Walmart doesn't plan to say which companies are "good" and which aren't. Its plan is to put the information out there and hope that transparency foments competition. But that won't ensure that any company will necessarily be "good." If, for example, all of the companies in a given sector are doing poorly, but one is doing a little less poorly, the least-bad one will rise to the top, though it may be far from a "good" company. Once again, this is clever on Walmart's part. While it can honestly say it is rewarding good behavior, it isn't really setting a benchmark.
As for the 15 questions. Well, they're a start. Taken together, they set a fairly middling bar, the kinds of things that some leadership companies have been doing for a decade or more. And because they deal with the company, and not its products, they omit some fairly critical details. Among them: they don't mention toxic materials used in manufacturing or in the products themselves. They don't talk about the energy efficiency of products or their recyclability or other disposition at the end of their useful lives. One need only compare Walmart's Index to Nike's Considered Index, which goes deep into product details, to see how relatively primitive it is. There are equally good examples from several other companies.
Do such shortcomings render the Walmart Sustainability Index as greenwash? No. This is a solid first effort. It's important to note that over the past year, Walmart engaged some 20 universities, a handful of environmental activist groups, associations like Business for Social Responsibility, many of its key suppliers, and a small army of consultants. Patagonia's iconoclastic founder, Yvon Chounaird, has played a role. It's gone through a great deal of thinking and more than a few iterations. (You can download a backgrounder on a slightly earlier iteration of the Index here -- PDF, that contained 16 questions.) This was not some slap-dash effort.
Walmart acknowledges the iterative process. Some of its staff have told me privately, and quite proudly, that this is a "ready-fire-aim" exercise -- that the company wanted to get something out there, however imperfect, and improve it as it got real-world use. That's admirable, albeit risky, but that strategy underscores how the company has been addressing most sustainability issues over the past three years: set a big goal, rally the best minds (and persuade them to do a tremendous amount of work at their own expense), make some choices, put it out there, and refine. Hey, that's pretty much how Google made it big.
Much like Google, this effort will likely head down many innovative pathways. For example, Walmart already is talking with Microsoft about creating an open-source database and tools to make information about companies and products accessible; no doubt, for consumers there will eventually be an app for that.
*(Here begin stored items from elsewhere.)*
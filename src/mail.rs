//! Best-effort mail dispatch to the external notification service.
//!
//! The service builds and delivers the actual message; this side only posts
//! the recipient and the one-time token. Dispatch runs on a detached task
//! whose failures are logged and never surfaced to the request that
//! triggered them.

use tracing::{debug, warn};

/// Which message the service should send. Doubles as the URL path segment.
#[derive(Debug, Clone, Copy)]
enum MailKind {
    EmailVerification,
    PasswordReset,
}

impl MailKind {
    fn path(&self) -> &'static str {
        match self {
            MailKind::EmailVerification => "verify-email",
            MailKind::PasswordReset => "reset-password",
        }
    }
}

/// Client for the mail service. Cheap to clone; the inner reqwest client is
/// already reference-counted.
#[derive(Clone)]
pub struct MailDispatcher {
    client: reqwest::Client,
    service_url: Option<String>,
    service_token: String,
}

impl MailDispatcher {
    pub fn new(service_url: Option<String>, service_token: Option<String>) -> Self {
        Self {
            client: reqwest::Client::new(),
            service_url: service_url.map(|url| url.trim_end_matches('/').to_string()),
            service_token: service_token.unwrap_or_default(),
        }
    }

    /// A dispatcher with no service configured. Every send is a logged no-op.
    pub fn disabled() -> Self {
        Self::new(None, None)
    }

    /// Ask the service to send a verification link containing `token`.
    pub fn dispatch_verification(&self, email: &str, token: &str) {
        self.dispatch(MailKind::EmailVerification, email, token);
    }

    /// Ask the service to send a password-reset link containing `token`.
    pub fn dispatch_password_reset(&self, email: &str, token: &str) {
        self.dispatch(MailKind::PasswordReset, email, token);
    }

    fn dispatch(&self, kind: MailKind, email: &str, token: &str) {
        let Some(base) = self.service_url.clone() else {
            debug!(email = %email, kind = kind.path(), "Mail service not configured, skipping dispatch");
            return;
        };

        let url = format!("{}/{}/{}/{}", base, kind.path(), token, self.service_token);
        let client = self.client.clone();
        let email = email.to_string();

        tokio::spawn(async move {
            let result = client
                .post(&url)
                .json(&serde_json::json!({ "email": email }))
                .send()
                .await;

            match result {
                Ok(response) if response.status().is_success() => {}
                Ok(response) => warn!(
                    email = %email,
                    kind = kind.path(),
                    status = %response.status(),
                    "Mail service rejected dispatch"
                ),
                Err(e) => warn!(
                    email = %email,
                    kind = kind.path(),
                    error = %e,
                    "Mail dispatch failed"
                ),
            }
        });
    }
}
And Walmart has made it clear that they don't want to own this. They want it to live within some credible entity that will continue to develop and deploy the Index. (The company isn't beyond starting its own nonprofit if it isn't able to find one that suits its needs.) And the company is working to bring in other companies -- Best Buy, Costco, Kroger, and Target have been part of the conversation -- to adopt the Index, too, creating even more purchasing power in the marketplace.
It's definitely a bold move, one that stands to raise the bar on sustainability and transparency, empowering both retailers and consumers to leverage their buying power to affect change. It stands to spur innovation in products and processes. And it appears to be around for the long haul. Walmart has gone well beyond talking the talk here. It's changing the game. How quickly and dramatically the game really changes will be something we'll all be watching, very closely.